And...other problems.
So, I need to make some changes.
1) As time and my arm permit, I am going to be combining the installments I have now for my Noir series, into one or more chapters, and will be transitioning my short stories into more of a novel format. This will allow me to just scroll through an entire chapter for information instead of having to jump from one story to another, making it easier for me to keep continuity.
But it will also mean editing each story to make them more cohesive. So there will have to be some changes in the new story format, compared to the short story series I have already uploaded. Not enough to actually rewrite the stories--but enough so that the installments work better together, and allow me to make moving from one story to another much smoother. I'm hoping this takes some pressure off my brain so I can stop struggling so much to finish creating the next part, and make it work with everything else.
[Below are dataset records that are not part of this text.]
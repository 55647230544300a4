//! Round scoring, game termination, and winner selection.

use shutbox_protocol::PlayerId;

use crate::{Player, RoundPhase, RulesConfig, Session, SessionStatus, TieBreak};

impl Session {
    /// Scores the round that just ended and either finishes the game or
    /// parks it in `RoundEnd` until the creator advances.
    pub(crate) fn resolve_round(&mut self, rules: &RulesConfig) {
        for player in &mut self.players {
            // Passed players fixed their score already; everyone else is
            // charged for what they still hold (0 for a shut box).
            if !player.is_out {
                player.round_score = player.tiles_total();
            }
            player.score += player.round_score;
        }

        let max_score = self.players.iter().map(|p| p.score).max().unwrap_or(0);
        if max_score >= rules.score_limit {
            self.status = SessionStatus::Finished;
            self.round_phase = RoundPhase::Finished;
            self.winner_id = select_winner(&self.players, rules.tie_break);
            tracing::info!(
                session_id = %self.id,
                round = self.current_round,
                max_score,
                winner = ?self.winner_id,
                "game finished"
            );
        } else {
            self.round_phase = RoundPhase::RoundEnd;
            tracing::info!(
                session_id = %self.id,
                round = self.current_round,
                max_score,
                "round ended"
            );
        }
    }

    /// Players ordered from best (lowest cumulative score) to worst.
    pub fn standings(&self) -> Vec<&Player> {
        let mut ranked: Vec<&Player> = self.players.iter().collect();
        ranked.sort_by_key(|p| p.score);
        ranked
    }
}

/// The player with the lowest cumulative score, ties settled by `tie_break`.
///
/// `players` is in join order, and `min_by_key` keeps the first of equal
/// minima, which is what makes `JoinOrder` work.
pub(crate) fn select_winner(players: &[Player], tie_break: TieBreak) -> Option<PlayerId> {
    let best = match tie_break {
        TieBreak::JoinOrder => players.iter().min_by_key(|p| p.score),
        TieBreak::LastRoundScore => players.iter().min_by_key(|p| (p.score, p.round_score)),
    };
    best.map(|p| p.id)
}
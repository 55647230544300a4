//! The round state machine: rolling, flipping, passing, and turn-end
//! detection.
//!
//! Turn completion is evaluated after every flip or pass, never on a
//! timer, using the state that action just produced.

use shutbox_protocol::UserId;

use crate::validator::{check_selection, feasible, validate};
use crate::{DiceSource, GameError, PassPolicy, Player, RoundPhase, RulesConfig, Session};

impl Session {
    /// Rolls both dice and opens the flipping phase.
    ///
    /// Only the creator rolls. Every player still in the round gets a
    /// fresh turn.
    pub fn roll<D: DiceSource + ?Sized>(
        &mut self,
        user: UserId,
        dice: &mut D,
    ) -> Result<(), GameError> {
        self.require_phase(RoundPhase::Rolling)?;
        self.require_creator(user)?;

        self.dice1 = dice.roll_die();
        self.dice2 = dice.roll_die();
        debug_assert!((1..=6).contains(&self.dice1) && (1..=6).contains(&self.dice2));

        // Out players keep `has_submitted` so that `is_out` implies it.
        for player in self.players.iter_mut().filter(|p| !p.is_out) {
            player.has_submitted = false;
        }
        self.round_phase = RoundPhase::Flipping;

        tracing::debug!(
            session_id = %self.id,
            round = self.current_round,
            dice1 = self.dice1,
            dice2 = self.dice2,
            "dice rolled"
        );
        Ok(())
    }

    /// Shuts the proposed tiles for `user` if they sum to the dice total.
    ///
    /// Emptying the box ends the round for everyone at once.
    pub fn flip(
        &mut self,
        user: UserId,
        proposed: &[u8],
        rules: &RulesConfig,
    ) -> Result<(), GameError> {
        self.require_phase(RoundPhase::Flipping)?;
        let index = self.player_index(user)?;
        ensure_can_act(&self.players[index])?;
        check_selection(proposed, self.max_tiles)?;

        let target = self.dice_total();
        let player = &mut self.players[index];
        if !validate(&player.tiles_remaining, proposed, target) {
            return Err(GameError::IllegalMove {
                proposed: proposed.to_vec(),
                target,
            });
        }

        for tile in proposed {
            player.tiles_remaining.remove(tile);
        }
        player.has_submitted = true;

        if player.has_shut_box() {
            player.round_score = 0;
            tracing::info!(session_id = %self.id, %user, round = self.current_round, "box shut");
        } else {
            tracing::debug!(session_id = %self.id, %user, ?proposed, "tiles flipped");
        }

        self.evaluate_turn(rules);
        Ok(())
    }

    /// Drops `user` out of the round, fixing their round score at the sum
    /// of the tiles they still hold.
    pub fn pass(&mut self, user: UserId, rules: &RulesConfig) -> Result<(), GameError> {
        self.require_phase(RoundPhase::Flipping)?;
        let index = self.player_index(user)?;
        ensure_can_act(&self.players[index])?;

        let target = self.dice_total();
        let player = &mut self.players[index];
        if rules.pass_policy == PassPolicy::WhenBlocked
            && feasible(&player.tiles_remaining, target)
        {
            return Err(GameError::PassRefused { target });
        }

        player.is_out = true;
        player.has_submitted = true;
        player.round_score = player.tiles_total();
        tracing::debug!(
            session_id = %self.id,
            %user,
            round_score = player.round_score,
            "player passed"
        );

        self.evaluate_turn(rules);
        Ok(())
    }

    /// Starts the next round after a round has been scored.
    pub fn advance_round(&mut self, user: UserId) -> Result<(), GameError> {
        self.require_phase(RoundPhase::RoundEnd)?;
        self.require_creator(user)?;

        let max_tiles = self.max_tiles;
        for player in &mut self.players {
            player.reset_for_round(max_tiles);
        }
        self.dice1 = 0;
        self.dice2 = 0;
        self.current_round += 1;
        self.round_phase = RoundPhase::Rolling;

        tracing::info!(session_id = %self.id, round = self.current_round, "round started");
        Ok(())
    }

    /// Decides what follows the action that was just applied:
    /// end the round, return to rolling, or keep waiting for others.
    fn evaluate_turn(&mut self, rules: &RulesConfig) {
        let box_shut = self.players.iter().any(Player::has_shut_box);
        let all_out = self.players.iter().all(|p| p.is_out);
        if box_shut || all_out {
            self.resolve_round(rules);
            return;
        }

        let turn_done = self
            .players
            .iter()
            .filter(|p| !p.is_out)
            .all(|p| p.has_submitted);
        if turn_done {
            for player in self.players.iter_mut().filter(|p| !p.is_out) {
                player.has_submitted = false;
            }
            self.dice1 = 0;
            self.dice2 = 0;
            self.round_phase = RoundPhase::Rolling;
        }
    }
}

fn ensure_can_act(player: &Player) -> Result<(), GameError> {
    if player.is_out {
        return Err(GameError::PlayerOut(player.user_id));
    }
    if player.has_submitted {
        return Err(GameError::AlreadySubmitted(player.user_id));
    }
    Ok(())
}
2) My arm is still hurting and healing, so I will not be putting a lot of pressure on myself to get any new stories or story parts uploaded until my arm allows me to write what I want.
I know there wasn't any kind of time frame on my writing before. But I recommend watching/bookmaking me now so you know when I upload. I don't know when my arm pain will, or will not, allow to work on my writing, so I don't know how often I'll be able to share my work.
*You may also want to watch or bookmark me now anyway--you know, just to see when I upload the first full chapter, to keep track of what changes I have to make, and to see what I add to the story next .
3) 'Tales of Ascearjia - It Begins' is going on hiatus until further notice. That does NOT mean that it's dead in the water. It just means that I don't know what I'm going to be doing with it just yet. I want to incorporate an old story I wrote (with the same title) into it--I believe I've said that before--but I still don't know how to make that happen, nor how I even want it incorporated...if really at all? I just don't know.
Also, my creative energy is being put into my noir story/series/chapters right now. So I don't have the extra spoons to put toward another writing project at this time. I will do my best to get back to it when I can. But I don't know when that will be.
4) I have a title for my noir series, now. I'll be creating a folder for it after I finish writing this, so if I do it correctly you'll be able to check my Gallery for 'New Jackson Bay'. It's the name I'm giving to the city where the story takes place.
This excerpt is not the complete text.